* Task prompt
Report every line of the records that contains the word "setup".

--

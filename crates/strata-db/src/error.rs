//! # Database Error Types
//!
//! Error types for local store operations.
//!
//! ## Error Flow
//! ```text
//! ┌─────────────────────────────────────────────────────────────────────────┐
//! │                    Error Propagation                                    │
//! │                                                                         │
//! │  SQLite Error (sqlx::Error)     Row shape error (CoreError)            │
//! │       │                               │                                 │
//! │       ▼                               ▼                                 │
//! │  DbError (this module) ← Adds context and categorization               │
//! │       │                                                                 │
//! │       ▼                                                                 │
//! │  SyncError (strata-sync) ← Per-table failure or whole-cycle failure    │
//! │                                                                         │
//! └─────────────────────────────────────────────────────────────────────────┘
//! ```

use strata_core::CoreError;
use thiserror::Error;

/// Local store errors.
#[derive(Debug, Error)]
pub enum DbError {
    /// Entity not found in database.
    #[error("{entity} not found: {id}")]
    NotFound { entity: String, id: String },

    /// Database connection failed.
    ///
    /// ## When This Occurs
    /// - Database file can't be created
    /// - File permissions issue
    /// - Disk full
    #[error("Connection failed: {0}")]
    ConnectionFailed(String),

    /// Migration failed.
    #[error("Migration failed: {0}")]
    MigrationFailed(String),

    /// Query execution failed.
    #[error("Query failed: {0}")]
    QueryFailed(String),

    /// Transaction failed.
    #[error("Transaction failed: {0}")]
    TransactionFailed(String),

    /// Pool exhausted (all connections in use).
    ///
    /// ## When This Occurs
    /// With an in-memory store (one connection) this means a caller used the
    /// pool while holding an open transaction.
    #[error("Connection pool exhausted")]
    PoolExhausted,

    /// JSON payload could not be (de)serialized.
    #[error("Serialization error: {0}")]
    Serialization(String),

    /// A stored row or journal entry is unreadable.
    ///
    /// ## When This Occurs
    /// - Stored version token has the wrong width
    /// - Stored payload is not valid JSON
    /// - Journal change type outside 1..=3
    #[error("Corrupt {table}/{key}: {reason}")]
    Corrupt {
        table: String,
        key: String,
        reason: String,
    },

    /// Row shape or registry error from strata-core.
    #[error(transparent)]
    Core(#[from] CoreError),

    /// Internal database error.
    #[error("Internal database error: {0}")]
    Internal(String),
}

impl DbError {
    /// Creates a NotFound error for a given entity type and ID.
    pub fn not_found(entity: impl Into<String>, id: impl Into<String>) -> Self {
        DbError::NotFound {
            entity: entity.into(),
            id: id.into(),
        }
    }

    pub fn corrupt(table: impl Into<String>, key: impl Into<String>, reason: impl ToString) -> Self {
        DbError::Corrupt {
            table: table.into(),
            key: key.into(),
            reason: reason.to_string(),
        }
    }
}

/// Convert sqlx errors to DbError.
///
/// ## Error Mapping
/// ```text
/// sqlx::Error::RowNotFound    → DbError::NotFound
/// sqlx::Error::Database       → DbError::QueryFailed
/// sqlx::Error::PoolTimedOut   → DbError::PoolExhausted
/// Other                       → DbError::Internal
/// ```
impl From<sqlx::Error> for DbError {
    fn from(err: sqlx::Error) -> Self {
        match err {
            sqlx::Error::RowNotFound => DbError::NotFound {
                entity: "Record".to_string(),
                id: "unknown".to_string(),
            },

            sqlx::Error::Database(db_err) => DbError::QueryFailed(db_err.message().to_string()),

            sqlx::Error::PoolTimedOut => DbError::PoolExhausted,

            sqlx::Error::PoolClosed => DbError::ConnectionFailed("Pool is closed".to_string()),

            _ => DbError::Internal(err.to_string()),
        }
    }
}

impl From<sqlx::migrate::MigrateError> for DbError {
    fn from(err: sqlx::migrate::MigrateError) -> Self {
        DbError::MigrationFailed(err.to_string())
    }
}

impl From<serde_json::Error> for DbError {
    fn from(err: serde_json::Error) -> Self {
        DbError::Serialization(err.to_string())
    }
}

/// Result type for database operations.
pub type DbResult<T> = Result<T, DbError>;

#[cfg(test)]
mod tests {
    use super::*;

    #[test]
    fn test_sqlx_mapping() {
        assert!(matches!(DbError::from(sqlx::Error::PoolTimedOut), DbError::PoolExhausted));
        assert!(matches!(DbError::from(sqlx::Error::RowNotFound), DbError::NotFound { .. }));
    }

    #[test]
    fn test_corrupt_display() {
        let err = DbError::corrupt("Collar", "C1", "bad token");
        assert_eq!(err.to_string(), "Corrupt Collar/C1: bad token");
    }
}
//! # Sync Agent
//!
//! Drives the pull and push coordinators: on a timer, on demand, and again
//! right away while the server reports more work.
//!
//! ## Agent Loop
//! ```text
//! ┌─────────────────────────────────────────────────────────────────────────┐
//! │                        SyncAgent Loop                                   │
//! │                                                                         │
//! │   interval tick (Auto)   ─┐                                            │
//! │   handle.trigger(..)     ─┼──► run_cycle(trigger)                      │
//! │   handle.shutdown()      ─┘        │                                   │
//! │                                    ├── Pull / Full ─► pull_all()       │
//! │                                    │                  (with retry)     │
//! │                                    └── Push / Full ─► push()           │
//! │                                         while partial, up to           │
//! │                                         max_partial_rounds             │
//! │                                                                         │
//! │  One cycle at a time. Transport errors are retried with exponential    │
//! │  backoff; after that the cycle is abandoned and the app keeps working  │
//! │  from the last synced data.                                            │
//! │                                                                         │
//! │  STATUS EVENTS (SyncEventEmitter):                                     │
//! │  emit_status   - state, timestamps, pending count, revision            │
//! │  emit_progress - rows pulled, changes pushed                           │
//! │  emit_error    - message, retryable                                    │
//! └─────────────────────────────────────────────────────────────────────────┘
//! ```

use std::future::Future;
use std::sync::Arc;
use std::time::Duration;

use backoff::{ExponentialBackoff, ExponentialBackoffBuilder};
use chrono::{DateTime, Utc};
use tokio::sync::{mpsc, Mutex, RwLock};
use tokio::time::MissedTickBehavior;
use tracing::{debug, error, info, warn};

use strata_db::Database;

use crate::config::{SyncConfig, SyncMode};
use crate::error::{SyncError, SyncResult};
use crate::pull::{PullCoordinator, PullReport};
use crate::push::{PushCoordinator, ReconcileOutcome};
use crate::transport::SyncRpc;

// =============================================================================
// Triggers & Status
// =============================================================================

/// What a cycle should do.
#[derive(Debug, Clone, Copy, PartialEq, Eq)]
pub enum SyncTrigger {
    Pull,
    Push,
    /// Pull, then push.
    Full,
}

impl SyncTrigger {
    fn pulls(&self) -> bool {
        matches!(self, SyncTrigger::Pull | SyncTrigger::Full)
    }

    fn pushes(&self) -> bool {
        matches!(self, SyncTrigger::Push | SyncTrigger::Full)
    }
}

#[derive(Debug, Clone, Copy, PartialEq, Eq)]
pub enum SyncState {
    Idle,
    Pulling,
    Pushing,
    Offline,
    Stopped,
}

impl std::fmt::Display for SyncState {
    fn fmt(&self, f: &mut std::fmt::Formatter<'_>) -> std::fmt::Result {
        match self {
            SyncState::Idle => write!(f, "idle"),
            SyncState::Pulling => write!(f, "pulling"),
            SyncState::Pushing => write!(f, "pushing"),
            SyncState::Offline => write!(f, "offline"),
            SyncState::Stopped => write!(f, "stopped"),
        }
    }
}

/// Current sync status for external queries.
#[derive(Debug, Clone)]
pub struct SyncStatus {
    pub state: SyncState,

    pub mode: SyncMode,

    pub last_pull_at: Option<DateTime<Utc>>,

    pub last_push_at: Option<DateTime<Utc>>,

    /// Journal entries waiting to be pushed.
    pub pending_changes: i64,

    pub last_revision: Option<String>,

    /// Last cycle error (cleared by a successful cycle).
    pub last_error: Option<String>,

    /// Tables that failed in the last pull.
    pub failed_tables: Vec<String>,
}
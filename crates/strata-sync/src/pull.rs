//! # Pull Coordinator
//!
//! Incremental download of server rows, one cursor per table.
//!
//! ## Pull Cycle
//! ```text
//! ┌─────────────────────────────────────────────────────────────────────────┐
//! │                          Pull Cycle                                     │
//! │                                                                         │
//! │  1. CURSORS (concurrent)                                               │
//! │     Lookup_HoleStatus → "AAAAAAAAB9E="                                 │
//! │     Collar            → ""            (empty table: everything)        │
//! │                                                                         │
//! │  2. ONE REMOTE CALL                                                    │
//! │     PullRequest { tables: [...] } ──► PullResponse { results: [...] }  │
//! │                                                                         │
//! │  3. MERGE (concurrent, one Sync transaction per table)                 │
//! │     ┌──────────────────┐  ┌──────────────────┐  ┌──────────────────┐   │
//! │     │ Lookup_HoleStatus│  │ Collar           │  │ Lookup_Prospect  │   │
//! │     │ upsert_if_newer  │  │ error from server│  │ merge failed     │   │
//! │     │ commit           │  │ skip             │  │ rollback         │   │
//! │     └──────────────────┘  └──────────────────┘  └──────────────────┘   │
//! │     Applied               Failed                Failed                 │
//! │                                                                         │
//! │  A failed table keeps its previous rows; siblings are unaffected.      │
//! └─────────────────────────────────────────────────────────────────────────┘
//! ```
//!
//! Merges go through [`WriteOrigin::Sync`] transactions, so nothing pulled
//! is ever journaled for push. Record decoding runs concurrently; the store
//! admits one transaction at a time, so merge commits queue behind each other.

use std::collections::BTreeMap;
use std::sync::Arc;

use chrono::{DateTime, Utc};
use futures::future::join_all;
use serde_json::Value;
use tracing::{debug, error, info, warn};

use strata_core::{Row, TableName, TableRegistry, TableSpec, VersionToken, WriteOrigin};
use strata_db::{Database, WriteOutcome};

use crate::cursor::CursorTracker;
use crate::error::{SyncError, SyncResult};
use crate::protocol::{PullRequest, TableResult};
use crate::transport::SyncRpc;

// =============================================================================
// Report Types
// =============================================================================

/// Row counts from merging one table.
#[derive(Debug, Clone, Copy, Default, PartialEq, Eq)]
pub struct MergeStats {
    /// Records in the server result.
    pub received: usize,
    /// Rows inserted or overwritten.
    pub written: usize,
    /// Rows identical to what was stored.
    pub unchanged: usize,
    /// Rows older than the stored version.
    pub skipped: usize,
    /// Records without a usable key.
    pub invalid: usize,
}

/// What happened to one table in a pull.
#[derive(Debug, Clone, PartialEq, Eq)]
pub enum TableOutcome {
    Applied(MergeStats),
    Failed { error: String },
    /// Requested but absent from the response.
    NotReturned,
}

impl TableOutcome {
    pub fn is_failed(&self) -> bool {
        matches!(self, TableOutcome::Failed { .. })
    }
}

/// Result of one pull cycle.
#[derive(Debug, Clone, Default)]
pub struct PullReport {
    pub tables: BTreeMap<TableName, TableOutcome>,
    /// Total records the server reported.
    pub total_records: u64,
    pub server_timestamp: Option<DateTime<Utc>>,
}

impl PullReport {
    pub fn failed_tables(&self) -> Vec<TableName> {
        self.tables
            .iter()
            .filter(|(_, outcome)| outcome.is_failed())
            .map(|(table, _)| table.clone())
            .collect()
    }

    pub fn rows_written(&self) -> usize {
        self.tables
            .values()
            .map(|outcome| match outcome {
                TableOutcome::Applied(stats) => stats.written,
                _ => 0,
            })
            .sum()
    }

    pub fn outcome(&self, table: &str) -> Option<&TableOutcome> {
        self.tables.get(&TableName::from(table))
    }
}

// =============================================================================
// Coordinator
// =============================================================================

pub struct PullCoordinator {
    db: Database,
    rpc: Arc<dyn SyncRpc>,
    registry: Arc<TableRegistry>,
    cursors: CursorTracker,
}

impl PullCoordinator {
    pub fn new(db: Database, rpc: Arc<dyn SyncRpc>, registry: Arc<TableRegistry>) -> Self {
        let cursors = CursorTracker::new(db.clone());
        PullCoordinator {
            db,
            rpc,
            registry,
            cursors,
        }
    }

    /// Pulls every registered table.
    pub async fn pull_all(&self) -> SyncResult<PullReport> {
        let tables = self.registry.names();
        self.pull(&tables).await
    }

    /// Pulls `tables` in one remote call.
    ///
    /// ## Errors
    /// * [`SyncError::UnknownTable`] if a requested table is not registered
    /// * Transport errors abort the whole cycle; nothing is written
    ///
    /// Per-table failures are reported in the [`PullReport`], not returned.
    pub async fn pull(&self, tables: &[TableName]) -> SyncResult<PullReport> {
        for table in tables {
            self.registry.require(table.as_str())?;
        }

        let mut report = PullReport::default();

        let cursors = self.cursors.latest_cursors(tables).await;
        for table in tables {
            if !cursors.iter().any(|c| &c.table == table) {
                report.tables.insert(
                    table.clone(),
                    TableOutcome::Failed {
                        error: "local cursor scan failed".into(),
                    },
                );
            }
        }

        if cursors.is_empty() {
            debug!("No tables to pull");
            return Ok(report);
        }

        info!(tables = cursors.len(), "Starting pull");

        let request = PullRequest::from_cursors(&cursors);
        let response = self.rpc.pull(&request).await?;

        report.total_records = response.total_records;
        report.server_timestamp = response.timestamp;

        let mut results: BTreeMap<TableName, TableResult> = BTreeMap::new();
        for result in response.results {
            let name = TableName::from(result.table_name.as_str());
            if !self.registry.contains(name.as_str()) {
                warn!(table = %name, "Ignoring result for unregistered table");
                continue;
            }
            if !cursors.iter().any(|c| c.table == name) {
                warn!(table = %name, "Ignoring result for table that was not requested");
                continue;
            }
            if results.contains_key(&name) {
                warn!(table = %name, "Ignoring duplicate result for table");
                continue;
            }
            results.insert(name, result);
        }

        let merges = results.into_iter().map(|(table, result)| async move {
            let outcome = self.apply_result(&table, result).await;
            (table, outcome)
        });

        for (table, outcome) in join_all(merges).await {
            report.tables.insert(table, outcome);
        }

        for cursor in &cursors {
            report
                .tables
                .entry(cursor.table.clone())
                .or_insert_with(|| {
                    debug!(table = %cursor.table, "Table missing from pull response");
                    TableOutcome::NotReturned
                });
        }

        let pulled_at = report.server_timestamp.unwrap_or_else(Utc::now);
        self.db.sync_state().set_last_pull_at(pulled_at).await?;

        info!(
            tables = report.tables.len(),
            written = report.rows_written(),
            failed = report.failed_tables().len(),
            "Pull complete"
        );

        Ok(report)
    }

    async fn apply_result(&self, table: &TableName, result: TableResult) -> TableOutcome {
        if let Some(error) = result.error {
            warn!(table = %table, error = %error, "Server reported table error, keeping local rows");
            return TableOutcome::Failed { error };
        }

        let Some(spec) = self.registry.get(table.as_str()) else {
            return TableOutcome::Failed {
                error: format!("Unknown table: {}", table),
            };
        };

        match self.merge_table(spec, result.records).await {
            Ok(stats) => {
                debug!(
                    table = %table,
                    received = stats.received,
                    written = stats.written,
                    skipped = stats.skipped,
                    "Table merged"
                );
                TableOutcome::Applied(stats)
            }
            Err(e) => {
                let e = SyncError::TableSyncFailed {
                    table: table.to_string(),
                    reason: e.to_string(),
                };
                error!(error = %e, "Table merge rolled back");
                TableOutcome::Failed { error: e.to_string() }
            }
        }
    }

    /// Merges one table's records in receipt order inside a single Sync
    /// transaction. Any store error rolls the whole table back.
    async fn merge_table(&self, spec: &TableSpec, records: Vec<Value>) -> SyncResult<MergeStats> {
        let mut stats = MergeStats {
            received: records.len(),
            ..Default::default()
        };

        let mut rows = Vec::with_capacity(records.len());
        for record in records {
            if let Some(raw) = record.get(&spec.version_field).and_then(Value::as_str) {
                if let Err(e) = VersionToken::try_decode(raw) {
                    if !raw.is_empty() {
                        warn!(table = %spec.name, rv = %raw, error = %e, "Malformed version token, treating as empty");
                    }
                }
            }

            match Row::from_object(spec, record) {
                Ok(row) => rows.push(row),
                Err(e) => {
                    warn!(table = %spec.name, error = %e, "Skipping record");
                    stats.invalid += 1;
                }
            }
        }

        let mut tx = self.db.begin(WriteOrigin::Sync).await?;

        for row in rows {
            match tx.upsert_if_newer(row).await? {
                WriteOutcome::Skipped => stats.skipped += 1,
                WriteOutcome::Unchanged => stats.unchanged += 1,
                _ => stats.written += 1,
            }
        }

        tx.commit().await?;
        Ok(stats)
    }
}

#[cfg(test)]
mod tests {
    use super::*;
    use crate::protocol::PullResponse;
    use crate::transport::MockRpc;
    use serde_json::json;
    use strata_db::DbConfig;

    async fn setup() -> (Database, Arc<MockRpc>, PullCoordinator) {
        let db = Database::new(DbConfig::in_memory()).await.unwrap();
        let rpc = Arc::new(MockRpc::new());
        let registry = Arc::new(TableRegistry::builtin().unwrap());
        let pull = PullCoordinator::new(db.clone(), rpc.clone(), registry);
        (db, rpc, pull)
    }

    fn result(table: &str, records: Vec<Value>) -> TableResult {
        TableResult {
            table_name: table.into(),
            count: records.len() as u64,
            records,
            error: None,
        }
    }

    #[tokio::test]
    async fn test_unknown_requested_table_is_rejected() {
        let (_db, rpc, pull) = setup().await;
        let err = pull.pull(&[TableName::from("NotATable")]).await.unwrap_err();
        assert!(matches!(err, SyncError::UnknownTable(_)));
        assert!(rpc.pull_requests().is_empty());
    }

    #[tokio::test]
    async fn test_invalid_and_older_records_are_counted() {
        let (db, rpc, pull) = setup().await;
        let table = "Lookup_HoleStatus";

        let mut tx = db.begin(WriteOrigin::Sync).await.unwrap();
        tx.upsert(Row::new(table, "DRL", VersionToken::from_u64(50), json!({ "Code": "DRL", "Description": "Drilled" })))
            .await
            .unwrap();
        tx.commit().await.unwrap();

        let older = VersionToken::from_u64(10).encode();
        rpc.queue_pull(PullResponse {
            results: vec![result(
                table,
                vec![
                    json!({ "Code": "DRL", "Description": "Stale", "rv": older }),
                    json!({ "Description": "No key" }),
                    json!({ "Code": "ABD", "Description": "Abandoned", "rv": "%%%" }),
                ],
            )],
            total_records: 3,
            timestamp: None,
        });

        let report = pull.pull(&[TableName::from(table)]).await.unwrap();
        let Some(TableOutcome::Applied(stats)) = report.outcome(table) else {
            panic!("expected applied outcome");
        };
        assert_eq!(stats.received, 3);
        assert_eq!(stats.skipped, 1);
        assert_eq!(stats.invalid, 1);
        assert_eq!(stats.written, 1);

        let kept = db.records().get(table, "DRL").await.unwrap().unwrap();
        assert_eq!(kept.data["Description"], "Drilled");

        // Malformed token falls back to the sentinel
        let abd = db.records().get(table, "ABD").await.unwrap().unwrap();
        assert!(abd.version.is_empty());

        assert!(db.sync_state().last_pull_at().await.unwrap().is_some());
    }

    #[tokio::test]
    async fn test_missing_and_unrequested_results() {
        let (_db, rpc, pull) = setup().await;

        rpc.queue_pull(PullResponse {
            results: vec![
                result("Collar", vec![]),
                result("Bogus", vec![json!({ "Code": "X" })]),
            ],
            total_records: 0,
            timestamp: None,
        });

        let report = pull
            .pull(&[TableName::from("Lookup_HoleStatus"), TableName::from("Collar")])
            .await
            .unwrap();

        assert_eq!(report.outcome("Lookup_HoleStatus"), Some(&TableOutcome::NotReturned));
        assert!(matches!(report.outcome("Collar"), Some(TableOutcome::Applied(_))));
        assert!(report.outcome("Bogus").is_none());
    }
}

--

* Reply to the exercise
    async fn setup() -> (Database, Arc<MockRpc>, PullCoordinator) {
        let (_db, rpc, pull) = setup().await;
        let (db, rpc, pull) = setup().await;
        let (_db, rpc, pull) = setup().await;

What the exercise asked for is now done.